> [Try it]: Collect all lines containing the word "adapter" from the data.

Entries taken from a collection
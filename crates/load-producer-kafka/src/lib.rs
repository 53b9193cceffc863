//! Kafka producer backends for kafka-load-producer, built on rdkafka.
//!
//! Features:
//!
//! - `future`: `FutureProducer`, waiting for every delivery report unless
//!   running in async mode
//! - `threaded`: `ThreadedProducer`, enqueue-and-return with delivery reports
//!   tallied on the side
//! - `batching`: an in-process accumulator that flushes on batch size or
//!   timeout, whichever comes first
//!
//! Every backend publishes to one topic with no key and no partition, so
//! librdkafka's partitioner picks the partition. Construction fetches cluster
//! metadata once and fails if no broker answers in time; there is no retry.

pub mod batching;
pub mod config;
mod connect;
pub mod error;
pub mod future;
pub mod threaded;

pub use batching::{BatchSink, BatchingBackend, KafkaBatchSink};
pub use config::{Acks, BackendKind, ProducerConfig};
pub use error::{BackendError, Result};
pub use future::FutureBackend;
pub use threaded::{DeliveryTally, ThreadedBackend};

use load_producer_core::ProducerBackend;

/// Build the selected backend. Blocks while it checks the brokers.
///
/// The batching backend spawns its flusher task, so this must run inside a
/// Tokio runtime (a `spawn_blocking` closure qualifies).
pub fn build_backend(
    kind: BackendKind,
    config: &ProducerConfig,
) -> Result<Box<dyn ProducerBackend>> {
    let backend: Box<dyn ProducerBackend> = match kind {
        BackendKind::Batching => Box::new(BatchingBackend::connect(config)?),
        BackendKind::Future => Box::new(FutureBackend::connect(config)?),
        BackendKind::Threaded => Box::new(ThreadedBackend::connect(config)?),
    };
    Ok(backend)
}
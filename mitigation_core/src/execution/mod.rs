//! Damage execution - Reads inputs from an AttributeSource, writes to an EffectSink
//!
//! This is the adapter between an effect system and [`MitigationCalculator`].
//! Attribute storage and applying the emitted modifier stay with the caller.

mod sink;
mod source;

pub use sink::{EffectSink, ModifierOp, OutputModifier};
pub use source::{AttributeSnapshot, AttributeSource, CapturedAttribute};

use crate::context::EvaluationContext;
use crate::mitigation::MitigationCalculator;
use crate::types::{DefenseValue, MitigationResult, RawDamageAmount};

/// Set-by-caller tag carrying the raw damage of an application
pub const DAMAGE_SET_BY_CALLER_TAG: &str = "Data.Damage";

/// Runs the mitigation calculation for one effect application
#[derive(Debug, Clone, Copy, Default)]
pub struct DamageExecution {
    pub calculator: MitigationCalculator,
}

impl DamageExecution {
    pub fn new(calculator: MitigationCalculator) -> Self {
        DamageExecution { calculator }
    }

    /// Resolve inputs, compute mitigated damage and emit the output modifier
    ///
    /// A modifier is only added to `sink` when the result is `Applied`.
    pub fn execute(
        &self,
        source: &impl AttributeSource,
        context: &EvaluationContext,
        sink: &mut impl EffectSink,
    ) -> MitigationResult {
        let captured_armor = source.captured_magnitude(CapturedAttribute::Armor, context);
        if captured_armor.is_none() {
            tracing::trace!("armor capture failed, using 0");
        }
        let defense = DefenseValue::new(captured_armor.unwrap_or(0.0));
        let raw_damage = RawDamageAmount::from_set_by_caller(
            source.set_by_caller_magnitude(DAMAGE_SET_BY_CALLER_TAG),
        );

        let breakdown = self.calculator.compute_breakdown(defense, raw_damage, context);
        let result = breakdown.result();

        tracing::debug!(
            armor = breakdown.armor,
            unmitigated = breakdown.unmitigated,
            mitigated = breakdown.mitigated,
            "damage execution"
        );

        match result {
            MitigationResult::Applied(amount) => {
                sink.add_output_modifier(OutputModifier::damage(amount));
            }
            MitigationResult::NoOutput => {
                tracing::debug!("mitigated damage not positive, no modifier emitted");
            }
        }

        result
    }
}
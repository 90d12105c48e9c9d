//! MitigationCalculator - Armor curve with diminishing returns

use super::constants::DEFAULT_CURVE_SCALE;
use crate::config::{ConfigError, MitigationConstants};
use crate::context::EvaluationContext;
use crate::types::{DefenseValue, MitigationResult, RawDamageAmount};
use serde::{Deserialize, Serialize};

/// Converts raw damage and target armor into the damage actually taken
///
/// Damage taken is:
/// `raw × scale / (scale + armor)`
///
/// With the default scale of 100, 100 armor halves incoming damage and
/// 300 armor quarters it. Armor never fully negates a hit.
#[derive(Debug, Clone, Copy, PartialEq, Serialize)]
pub struct MitigationCalculator {
    curve_scale: f64,
}

impl Default for MitigationCalculator {
    fn default() -> Self {
        MitigationCalculator {
            curve_scale: DEFAULT_CURVE_SCALE,
        }
    }
}

/// Intermediate values of one calculation
#[derive(Debug, Clone, Copy, PartialEq, Serialize, Deserialize)]
pub struct MitigationBreakdown {
    /// Raw damage after clamping
    pub unmitigated: f64,
    /// Armor after clamping
    pub armor: f64,
    /// Damage after the armor curve
    pub mitigated: f64,
}

impl MitigationBreakdown {
    /// Damage removed by armor
    pub fn reduced_by_armor(&self) -> f64 {
        self.unmitigated - self.mitigated
    }

    pub fn result(&self) -> MitigationResult {
        MitigationResult::from_mitigated(self.mitigated)
    }
}

impl MitigationCalculator {
    /// Build a calculator from loaded constants
    ///
    /// Fails when the curve scale is not a positive finite number, since such
    /// a curve could amplify damage.
    pub fn from_constants(constants: &MitigationConstants) -> Result<Self, ConfigError> {
        constants.validate()?;
        Ok(MitigationCalculator {
            curve_scale: constants.armor.curve_scale,
        })
    }

    pub fn curve_scale(&self) -> f64 {
        self.curve_scale
    }

    /// Compute the final damage to apply
    ///
    /// The context is accepted for tag-gated rule variants; the baseline curve
    /// ignores it.
    pub fn compute(
        &self,
        defense: DefenseValue,
        raw_damage: RawDamageAmount,
        context: &EvaluationContext,
    ) -> MitigationResult {
        self.compute_breakdown(defense, raw_damage, context).result()
    }

    /// Compute and keep the pre-mitigation values alongside the result
    pub fn compute_breakdown(
        &self,
        defense: DefenseValue,
        raw_damage: RawDamageAmount,
        _context: &EvaluationContext,
    ) -> MitigationBreakdown {
        let unmitigated = raw_damage.value();
        let armor = defense.value();
        let mitigated = unmitigated * self.damage_multiplier(armor);

        MitigationBreakdown {
            unmitigated,
            armor,
            mitigated,
        }
    }

    /// Fraction of damage that gets through the given armor, in (0, 1]
    pub fn damage_multiplier(&self, armor: f64) -> f64 {
        self.curve_scale / (self.curve_scale + armor.max(0.0))
    }

    /// Percentage of damage removed by the given armor, in [0, 100)
    pub fn reduction_percent(&self, armor: f64) -> f64 {
        (1.0 - self.damage_multiplier(armor)) * 100.0
    }

    /// Armor required to remove the target percentage of damage
    pub fn armor_needed_for_reduction(&self, target_reduction_percent: f64) -> f64 {
        if target_reduction_percent <= 0.0 {
            return 0.0;
        }
        if target_reduction_percent >= 100.0 {
            return f64::INFINITY;
        }

        // multiplier = scale / (scale + armor) = 1 - reduction
        // armor = scale * reduction / (1 - reduction)
        let reduction = target_reduction_percent / 100.0;
        self.curve_scale * reduction / (1.0 - reduction)
    }
}
//! mitigation_core - Armor-based damage mitigation for combat and effect systems
//!
//! This library provides:
//! - MitigationCalculator: raw damage + armor -> damage taken
//! - EvaluationContext: source/target tags carried with each evaluation
//! - DamageExecution: adapter reading inputs from an AttributeSource and
//!   emitting the damage modifier to an EffectSink
//! - MitigationConstants: curve tuning loaded from TOML

pub mod config;
pub mod context;
pub mod execution;
pub mod mitigation;
pub mod prelude;
pub mod types;

// Re-export core types for convenience
pub use config::{ConfigError, MitigationConstants};
pub use context::EvaluationContext;
pub use execution::{
    AttributeSnapshot, AttributeSource, CapturedAttribute, DamageExecution, EffectSink,
    ModifierOp, OutputModifier, DAMAGE_SET_BY_CALLER_TAG,
};
pub use mitigation::{compute_mitigation, MitigationBreakdown, MitigationCalculator};
pub use types::{DefenseValue, MitigationResult, RawDamageAmount, TagSet};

> [Answer]:
//! This is the adapter between an effect system and [`MitigationCalculator`].
//! - DamageExecution: adapter reading inputs from an AttributeSource and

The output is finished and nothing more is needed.